Section 2. Amend Chapter 35, Title 18 of the Delaware Code by making deletions as shown by strike through and insertions as shown by underline as follows:

§ 3571V. Medication Assisted Treatment for Drug and Alcohol Dependencies.

(a) For purposes of this section, “medication-assisted treatment” means the use of U.S. Food and Drug Administration-approved medications, in combination with counseling and behavioral therapies, to provide a whole patient approach to the treatment of drug and alcohol dependencies.

(b) If group health insurance coverage provides prescription medication benefits for the treatment of mental illness and drug and alcohol dependencies, a health insurer must place at least 1 formulation of a medication-assisted treatment on the lowest tier of the drug formulary developed and maintained by the carrier, including each of the following:

(1) Buprenorphine.

(2) Naltrexone.

(3) Naloxone.

(4) A product containing both buprenorphine and naloxone.

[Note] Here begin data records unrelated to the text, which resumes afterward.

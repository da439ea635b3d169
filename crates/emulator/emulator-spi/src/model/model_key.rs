//! Predictor and model-architecture identifiers.

use crate::error::{EmulatorError, Result};
use serde::{Deserialize, Serialize};
use std::fmt;
use std::str::FromStr;

/// Outcome variable a pretrained model forecasts.
#[derive(Debug, Clone, Copy, PartialEq, Eq, Hash, PartialOrd, Ord, Serialize, Deserialize)]
#[serde(rename_all = "snake_case")]
pub enum Predictor {
    /// Parasite prevalence, a fraction in [0, 1]
    Prevalence,
    /// Clinical cases per person
    Cases,
}

impl Predictor {
    pub const ALL: [Predictor; 2] = [Predictor::Prevalence, Predictor::Cases];

    pub fn as_str(self) -> &'static str {
        match self {
            Predictor::Prevalence => "prevalence",
            Predictor::Cases => "cases",
        }
    }
}

impl FromStr for Predictor {
    type Err = EmulatorError;

    fn from_str(s: &str) -> Result<Self> {
        match s.trim().to_ascii_lowercase().as_str() {
            "prevalence" => Ok(Predictor::Prevalence),
            "cases" => Ok(Predictor::Cases),
            _ => Err(EmulatorError::UnknownPredictor(s.to_string())),
        }
    }
}

impl fmt::Display for Predictor {
    fn fmt(&self, f: &mut fmt::Formatter<'_>) -> fmt::Result {
        f.write_str(self.as_str())
    }
}

/// Architecture tag of a pretrained time-series model.
#[derive(Debug, Clone, Copy, PartialEq, Eq, Hash, PartialOrd, Ord, Serialize, Deserialize)]
pub enum ModelType {
    #[serde(rename = "LSTM", alias = "lstm")]
    Lstm,
    #[serde(rename = "GRU", alias = "gru")]
    Gru,
}

impl ModelType {
    pub const ALL: [ModelType; 2] = [ModelType::Lstm, ModelType::Gru];

    pub fn as_str(self) -> &'static str {
        match self {
            ModelType::Lstm => "LSTM",
            ModelType::Gru => "GRU",
        }
    }

    /// Number of stacked gate blocks in the recurrent cell.
    pub fn gate_count(self) -> usize {
        match self {
            ModelType::Lstm => 4,
            ModelType::Gru => 3,
        }
    }
}

impl FromStr for ModelType {
    type Err = EmulatorError;

    fn from_str(s: &str) -> Result<Self> {
        match s.trim().to_ascii_uppercase().as_str() {
            "LSTM" => Ok(ModelType::Lstm),
            "GRU" => Ok(ModelType::Gru),
            _ => Err(EmulatorError::UnknownModelType(s.to_string())),
        }
    }
}

impl fmt::Display for ModelType {
    fn fmt(&self, f: &mut fmt::Formatter<'_>) -> fmt::Result {
        f.write_str(self.as_str())
    }
}

/// Cache key identifying one pretrained artifact.
#[derive(Debug, Clone, Copy, PartialEq, Eq, Hash, PartialOrd, Ord, Serialize, Deserialize)]
pub struct ModelKey {
    pub predictor: Predictor,
    pub model_type: ModelType,
}

impl ModelKey {
    /// Size of the closed key set.
    pub const COUNT: usize = Predictor::ALL.len() * ModelType::ALL.len();

    pub fn new(predictor: Predictor, model_type: ModelType) -> Self {
        Self {
            predictor,
            model_type,
        }
    }

    /// Every known (predictor, model type) combination.
    pub fn all() -> Vec<ModelKey> {
        Predictor::ALL
            .iter()
            .flat_map(|&p| ModelType::ALL.iter().map(move |&m| ModelKey::new(p, m)))
            .collect()
    }

    /// Dense position of this key in `0..COUNT`, following [`Self::all`].
    pub fn index(self) -> usize {
        let predictor = match self.predictor {
            Predictor::Prevalence => 0,
            Predictor::Cases => 1,
        };
        let model_type = match self.model_type {
            ModelType::Lstm => 0,
            ModelType::Gru => 1,
        };
        predictor * ModelType::ALL.len() + model_type
    }

    /// Deterministic artifact file name, e.g. `prevalence_lstm.json`.
    pub fn artifact_file_name(&self) -> String {
        format!(
            "{}_{}.json",
            self.predictor.as_str(),
            self.model_type.as_str().to_ascii_lowercase()
        )
    }
}

impl fmt::Display for ModelKey {
    fn fmt(&self, f: &mut fmt::Formatter<'_>) -> fmt::Result {
        write!(f, "{}/{}", self.predictor, self.model_type)
    }
}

(c) A health insurer that provides coverage for prescription drugs must cover the fees associated with the administration or dispensing of methadone dispensed at an opioid treatment program as defined under 42 C.F.R. § 8.2.

(d) A health insurer shall provide benefits under this section as follows:

(1) Not impose a prior authorization requirement.

(2) Must authorize coverage of prescription medicine without imposing a step therapy requirement for at least 1 formulation of each prescription medication for medication-assisted treatment that is on each tier of the drug formulary developed and maintained by the health insurer.

Section 3. If this Act is enacted into law in 2019, this Act applies to insurance policies, plans, and contracts that are issued, entered into, or renewed on or after January 1, 2020.

Section 4. If this Act is enacted into law in 2020, this Act applies to insurance policies, plans, and contracts that are issued, entered into, or renewed on or after January 1, 2021.